#### WORK REQUIRED:
Write out, word for word, only the data from its first line to the line containing "pub const DEFAULT_API_URL: &str".

[Records drawn from a dataset]

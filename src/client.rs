use std::time::Duration;

use reqwest::header::{CONTENT_TYPE, HeaderMap, HeaderValue};

use crate::error::GatewayError;
use crate::models::{CompletionRequest, CompletionResponse};

pub const DEFAULT_API_URL: &str = "https://openrouter.ai/api/v1/chat/completions";
pub const DEFAULT_REFERER: &str = "https://github.com/your-username/your-repo";

#[derive(Debug, Clone)]
pub struct ClientConfig {
    pub api_url: String,
    pub api_key: String,
    // Caller-identifying headers expected by the API
    pub referer: String,
    pub title: String,
    pub timeout: Duration,
}

/// Thin client for the remote chat-completion endpoint. Returns the raw text of
/// the first choice; cleaning it up is the caller's job.
#[derive(Clone)]
pub struct CompletionClient {
    http: reqwest::Client,
    config: ClientConfig,
}

impl CompletionClient {
    pub fn new(config: ClientConfig) -> Result<Self, GatewayError> {
        let mut headers = HeaderMap::new();
        headers.insert(CONTENT_TYPE, HeaderValue::from_static("application/json"));
        if let Ok(referer) = HeaderValue::from_str(&config.referer) {
            headers.insert("http-referer", referer);
        }
        if let Ok(title) = HeaderValue::from_str(&config.title) {
            headers.insert("x-title", title);
        }

        let http = reqwest::Client::builder()
            .default_headers(headers)
            .timeout(config.timeout)
            .build()?;

        Ok(Self { http, config })
    }

    pub async fn complete(&self, request: &CompletionRequest) -> Result<String, GatewayError> {
        tracing::debug!(
            model = %request.model,
            messages = request.messages.len(),
            "calling completion API"
        );

        let res = self
            .http
            .post(&self.config.api_url)
            .bearer_auth(&self.config.api_key)
            .json(request)
            .send()
            .await?;

        let status = res.status();
        let body = res.text().await?;

        let parsed = serde_json::from_str::<CompletionResponse>(&body);
        match parsed {
            // An error payload wins over the status code
            Ok(CompletionResponse { error: Some(error), .. }) => {
                tracing::warn!(%status, message = %error.message, "completion API returned an error");
                Err(GatewayError::Upstream(error.message))
            }
            _ if !status.is_success() => {
                tracing::warn!(%status, "completion API request failed");
                Err(GatewayError::Upstream(format!("HTTP {}", status)))
            }
            Ok(response) => response.first_content().ok_or_else(|| {
                GatewayError::MalformedResponse("response contained no completion".to_string())
            }),
            Err(e) => Err(GatewayError::MalformedResponse(format!("Parse Error: {}", e))),
        }
    }
}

#### ANSWER SPACE:
filename src/client.rs
use std::time::Duration;

use reqwest::header::{CONTENT_TYPE, HeaderMap, HeaderValue};

use crate::error::GatewayError;
use crate::models::{CompletionRequest, CompletionResponse};

pub const DEFAULT_API_URL: &str = "https://openrouter.ai/api/v1/chat/completions";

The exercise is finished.